L’Italia deve avere l’orgoglio di difendere questa serietà riconquistata agli occhi del mondo. Giorgia Meloni e Giancarlo Giorgetti ne sono consapevoli e devono essere coerenti come fino a oggi sono stati con questa impostazione che si sono dati. Non è cambiato di molto il rischio di recessione internazionale. Il prezzo del gas, per fortuna, sta scendendo. La nota di aggiornamento al documento di economia e finanza (Nadef) del duo Meloni-Giorgetti non è molto diversa da quella che aveva fatto il duo Draghi-Franco. Permane molta prudenza nella politica economica e Giorgetti che ha vissuto alla guida dello Sviluppo i venti mesi del governo di unità nazionale appoggiando sempre in modo convinto le proposte di Franco, appare anche oggi molto allineato sulle direttrici di fondo. I mercati se ne sono accorti e hanno apprezzato.

Questo metodo deve accompagnare anche lo sforzo decisivo di riuscire ad aprire i cantieri. Con il consueto pragmatismo il governo Draghi aveva messo da parte 10 miliardi per il 2023 al fine di sostenere gli extracosti da rincaro di materie prime e fare assegnare le gare.

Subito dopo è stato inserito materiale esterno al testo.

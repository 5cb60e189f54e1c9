//! Strict parsing of completion payloads into raw grids
//!
//! Accepted forms:
//! - `{"shape": [rows, cols], "cells": [[...], ...]}` where the declared
//!   shape and the cell matrix both equal the expected shape
//! - `{"text": "..."}`, only when a single cell is expected
//!
//! String cells are canonicalized; numbers and booleans take their canonical
//! JSON rendering. Anything else is rejected, never padded or truncated.

use chirality_algebra::{RawGrid, ResolutionError};
use chirality_core::{canonical_text, canonicalize_value, Dimensions};
use serde_json::{Map, Value};

/// Parse `content` into exactly `expected` values
///
/// # Errors
/// [`ResolutionError::Malformed`] for unparseable or unrecognized payloads,
/// [`ResolutionError::ShapeMismatch`] when the shape differs from `expected`
pub fn parse_payload(content: &str, expected: Dimensions) -> Result<RawGrid, ResolutionError> {
    let value: Value = serde_json::from_str(content)
        .map_err(|e| ResolutionError::Malformed(format!("not JSON: {e}")))?;
    let Value::Object(object) = value else {
        return Err(ResolutionError::Malformed(
            "payload is not a JSON object".into(),
        ));
    };

    if object.contains_key("cells") {
        return parse_cells(&object, expected);
    }

    match object.get("text") {
        Some(text) if expected == Dimensions::new(1, 1) => Ok(vec![vec![scalar(text, 0, 0)?]]),
        Some(_) => Err(ResolutionError::shape(
            expected,
            "got a single text value",
        )),
        None => Err(ResolutionError::Malformed(
            "payload has neither 'cells' nor 'text'".into(),
        )),
    }
}

fn parse_cells(object: &Map<String, Value>, expected: Dimensions) -> Result<RawGrid, ResolutionError> {
    let declared = declared_shape(object.get("shape"))?;
    if declared != expected {
        return Err(ResolutionError::shape(
            expected,
            format!("payload declares {declared}"),
        ));
    }

    let Some(Value::Array(rows)) = object.get("cells") else {
        return Err(ResolutionError::Malformed("'cells' is not an array".into()));
    };
    if rows.len() != expected.rows {
        return Err(ResolutionError::shape(
            expected,
            format!("got {} rows", rows.len()),
        ));
    }

    rows.iter()
        .enumerate()
        .map(|(r, row)| {
            let Value::Array(values) = row else {
                return Err(ResolutionError::Malformed(format!(
                    "row {r} is not an array"
                )));
            };
            if values.len() != expected.cols {
                return Err(ResolutionError::shape(
                    expected,
                    format!("row {r} has {} values", values.len()),
                ));
            }
            values
                .iter()
                .enumerate()
                .map(|(c, v)| scalar(v, r, c))
                .collect()
        })
        .collect()
}

fn declared_shape(shape: Option<&Value>) -> Result<Dimensions, ResolutionError> {
    let malformed = || ResolutionError::Malformed("'shape' must be [rows, cols]".into());
    match shape {
        Some(Value::Array(pair)) => match pair.as_slice() {
            [rows, cols] => {
                let rows = rows.as_u64().ok_or_else(malformed)?;
                let cols = cols.as_u64().ok_or_else(malformed)?;
                Ok(Dimensions::new(
                    usize::try_from(rows).map_err(|_| malformed())?,
                    usize::try_from(cols).map_err(|_| malformed())?,
                ))
            }
            _ => Err(malformed()),
        },
        _ => Err(malformed()),
    }
}

fn scalar(value: &Value, row: usize, col: usize) -> Result<String, ResolutionError> {
    match value {
        Value::String(s) => Ok(canonical_text(s)),
        Value::Number(_) | Value::Bool(_) => canonicalize_value(value).map_err(Into::into),
        Value::Null | Value::Array(_) | Value::Object(_) => Err(ResolutionError::Malformed(
            format!("cell [{row},{col}] is not a scalar"),
        )),
    }
}
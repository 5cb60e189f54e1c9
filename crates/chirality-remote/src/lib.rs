//! Network-backed resolution for the chirality algebra
//!
//! [`RemoteResolver`] turns a [`ResolveRequest`](chirality_algebra::ResolveRequest)
//! into an OpenAI-compatible chat completion, retries transient failures
//! with exponential backoff, and accepts only payloads of the exact
//! expected shape.
//!
//! # Example
//!
//! ```rust,ignore
//! let transport = HttpChatTransport::new(DEFAULT_BASE_URL, Some(key), Duration::from_secs(60))?;
//! let resolver = RemoteResolver::new(Arc::new(transport), "gpt-4o");
//! let algebra = Algebra::new(Arc::new(resolver));
//! ```

#![warn(unreachable_pub)]
#![allow(missing_docs)]

mod error;
mod payload;
mod resolver;
mod retry;
mod transport;

pub use error::TransportError;
pub use payload::parse_payload;
pub use resolver::{temperature, RemoteResolver, DEFAULT_MAX_TOKENS};
pub use retry::RetryPolicy;
pub use transport::{
    ChatMessage, ChatRequest, ChatTransport, HttpChatTransport, ResponseFormat, DEFAULT_BASE_URL,
};
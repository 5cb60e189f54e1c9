//! Content hashing primitives
//!
//! Provides [`ContentHash`], the 32-byte Blake3 digest used for grid content
//! hashes, tensor content hashes and resolver request hashes.

use serde::{Deserialize, Serialize};
use std::fmt;
use std::str::FromStr;

/// A 32-byte content hash (Blake3)
///
/// Content hashes change if and only if the canonical content they cover
/// changes. Records carry them as lowercase hex strings.
#[derive(Debug, Clone, Copy, Default, PartialEq, Eq, PartialOrd, Ord, Hash, Serialize, Deserialize)]
#[serde(try_from = "String", into = "String")]
pub struct ContentHash([u8; 32]);

impl ContentHash {
    #[inline]
    #[must_use]
    pub const fn new(bytes: [u8; 32]) -> Self {
        Self(bytes)
    }

    #[inline]
    #[must_use]
    pub const fn as_bytes(&self) -> &[u8; 32] {
        &self.0
    }

    /// Blake3 digest of arbitrary bytes
    #[inline]
    #[must_use]
    pub fn compute(data: &[u8]) -> Self {
        Self(*blake3::hash(data).as_bytes())
    }

    /// Digest of an already canonical string
    ///
    /// Callers are expected to pass the output of
    /// [`canonicalize`](crate::canonical::canonicalize); no normalization
    /// happens here.
    #[inline]
    #[must_use]
    pub fn of_canonical(canonical: &str) -> Self {
        Self::compute(canonical.as_bytes())
    }

    /// Digest over several canonical parts joined with `:`
    ///
    /// Used for Merkle leaves such as `row:col:content`.
    #[must_use]
    pub fn of_parts(parts: &[&str]) -> Self {
        let mut hasher = blake3::Hasher::new();
        for (i, part) in parts.iter().enumerate() {
            if i > 0 {
                hasher.update(b":");
            }
            hasher.update(part.as_bytes());
        }
        Self(*hasher.finalize().as_bytes())
    }

    /// Short string representation (first 16 hex chars)
    #[inline]
    #[must_use]
    pub fn short(&self) -> String {
        hex::encode(&self.0[..8])
    }

    /// True for the all-zero hash (content hash of an empty grid)
    #[inline]
    #[must_use]
    pub fn is_zero(&self) -> bool {
        self.0.iter().all(|b| *b == 0)
    }
}

impl fmt::Display for ContentHash {
    fn fmt(&self, f: &mut fmt::Formatter<'_>) -> fmt::Result {
        f.write_str(&hex::encode(self.0))
    }
}

impl TryFrom<&[u8]> for ContentHash {
    type Error = HashError;

    fn try_from(bytes: &[u8]) -> Result<Self, Self::Error> {
        <[u8; 32]>::try_from(bytes)
            .map(Self)
            .map_err(|_| HashError::InvalidLength {
                expected: 32,
                actual: bytes.len(),
            })
    }
}

impl FromStr for ContentHash {
    type Err = HashError;

    fn from_str(s: &str) -> Result<Self, Self::Err> {
        Self::try_from(hex::decode(s)?.as_slice())
    }
}

impl TryFrom<String> for ContentHash {
    type Error = HashError;

    fn try_from(value: String) -> Result<Self, Self::Error> {
        value.parse()
    }
}

impl From<ContentHash> for String {
    fn from(hash: ContentHash) -> Self {
        hash.to_string()
    }
}

/// Malformed hex hash
#[derive(Debug, thiserror::Error)]
pub enum HashError {
    #[error("expected {expected} hash bytes, got {actual}")]
    InvalidLength { expected: usize, actual: usize },

    #[error("invalid hex: {0}")]
    HexDecode(#[from] hex::FromHexError),
}
//! Merkle content trees
//!
//! Grid and tensor content hashes are Merkle roots over position-bound
//! leaves, built with `rs_merkle` and a Blake3 hasher. Besides the root this
//! gives cheap inclusion proofs for single cells.

use crate::hash::ContentHash;
use rs_merkle::{Hasher, MerkleTree};

/// Merkle tree over content leaves in a fixed order
pub struct ContentTree {
    inner: MerkleTree<Blake3Hasher>,
}

impl std::fmt::Debug for ContentTree {
    fn fmt(&self, f: &mut std::fmt::Formatter<'_>) -> std::fmt::Result {
        f.debug_struct("ContentTree")
            .field("leaf_count", &self.leaf_count())
            .field("root", &self.root())
            .finish()
    }
}

impl ContentTree {
    /// Build from leaf hashes (order is significant)
    #[must_use]
    pub fn from_leaves(leaves: &[ContentHash]) -> Self {
        let leaves: Vec<_> = leaves.iter().map(|h| *h.as_bytes()).collect();
        Self {
            inner: MerkleTree::from_leaves(&leaves),
        }
    }

    /// Root hash; the zero hash for an empty tree
    #[inline]
    #[must_use]
    pub fn root(&self) -> ContentHash {
        self.inner.root().map_or_else(ContentHash::default, ContentHash::new)
    }

    /// Number of leaves
    #[inline]
    #[must_use]
    pub fn leaf_count(&self) -> usize {
        self.inner.leaves().map_or(0, |leaves| leaves.len())
    }

    /// Inclusion proof for the leaf at `index`, `None` if out of range
    #[must_use]
    pub fn proof(&self, index: usize) -> Option<InclusionProof> {
        if index >= self.leaf_count() {
            return None;
        }
        Some(InclusionProof {
            inner: self.inner.proof(&[index]),
            index,
            total_leaves: self.leaf_count(),
        })
    }
}

/// Proof that one leaf is part of a content root
pub struct InclusionProof {
    inner: rs_merkle::MerkleProof<Blake3Hasher>,
    index: usize,
    total_leaves: usize,
}

impl std::fmt::Debug for InclusionProof {
    fn fmt(&self, f: &mut std::fmt::Formatter<'_>) -> std::fmt::Result {
        f.debug_struct("InclusionProof")
            .field("index", &self.index)
            .field("total_leaves", &self.total_leaves)
            .finish_non_exhaustive()
    }
}

impl InclusionProof {
    /// Leaf position this proof was issued for
    #[inline]
    #[must_use]
    pub fn index(&self) -> usize {
        self.index
    }

    /// Check `leaf` against `root` without access to the tree
    #[must_use]
    pub fn verify(&self, leaf: ContentHash, root: ContentHash) -> bool {
        self.inner.verify(
            *root.as_bytes(),
            &[self.index],
            &[*leaf.as_bytes()],
            self.total_leaves,
        )
    }
}

/// Blake3 hasher adapter for rs_merkle
#[derive(Debug, Clone, Copy, PartialEq, Eq)]
pub struct Blake3Hasher;

impl Hasher for Blake3Hasher {
    type Hash = [u8; 32];

    #[inline]
    fn hash(data: &[u8]) -> Self::Hash {
        *blake3::hash(data).as_bytes()
    }
}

Si usi lo stesso pragmatismo e si faccia partire tutto quello che può partire e quello che ha bisogno di qualche esercizio in più si deve continuare a finanziarlo con modalità differenti perché tutti gli investimenti devono andare in porto. Rappresentano, ripetiamo, la benzina del solo motore che può fare correre ancora l’economia italiana dentro il ciclo recessivo mondiale di origine bellica. Con un’avvertenza che viene prima di tutto ed è quella di non sacrificare mai il Mezzogiorno avendo l’accortezza di fare gli investimenti pubblici programmati uscendo dalla trappola degli studi di fattibilità scambiati per cantieri aperti, ma soprattutto scommettendo sui capitali privati nazionali e internazionali. Perché sono quelli che fanno la differenza. Come dimostra il caso di Aponte a Gioia Tauro.